**Directions**
Would you copy out exactly the lines of the listing below, beginning with the one that contains "use crate::handlers;" and ending with the last?

-------- Given information

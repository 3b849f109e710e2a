//! API route configuration.

use std::sync::Arc;

use axum::{
    routing::{get, post},
    Router,
};

use crate::handlers;
use crate::state::AppState;

/// Creates the API router with all routes configured.
pub fn create_router(state: Arc<AppState>) -> Router {
    Router::new()
        // Health check
        .route("/health", get(handlers::health_check))

        // Epochs
        .route("/epochs", get(handlers::list_epochs))
        .route("/epochs/:epoch", get(handlers::get_epoch))
        .route("/epochs/:epoch/location", get(handlers::get_location))
        .route("/epochs/:epoch/speed", get(handlers::get_speed))

        // Current position
        .route("/now", get(handlers::get_now))

        // Feed
        .route("/refresh", post(handlers::refresh))

        .with_state(state)
}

----------------

**Final answer**
use crate::handlers;
use crate::state::AppState;

/// Creates the API router with all routes configured.
pub fn create_router(state: Arc<AppState>) -> Router {
    Router::new()
        // Health check
        .route("/health", get(handlers::health_check))

        // Epochs
        .route("/epochs", get(handlers::list_epochs))
        .route("/epochs/:epoch", get(handlers::get_epoch))
        .route("/epochs/:epoch/location", get(handlers::get_location))
        .route("/epochs/:epoch/speed", get(handlers::get_speed))

        // Current position
        .route("/now", get(handlers::get_now))

        // Feed
        .route("/refresh", post(handlers::refresh))

        .with_state(state)
}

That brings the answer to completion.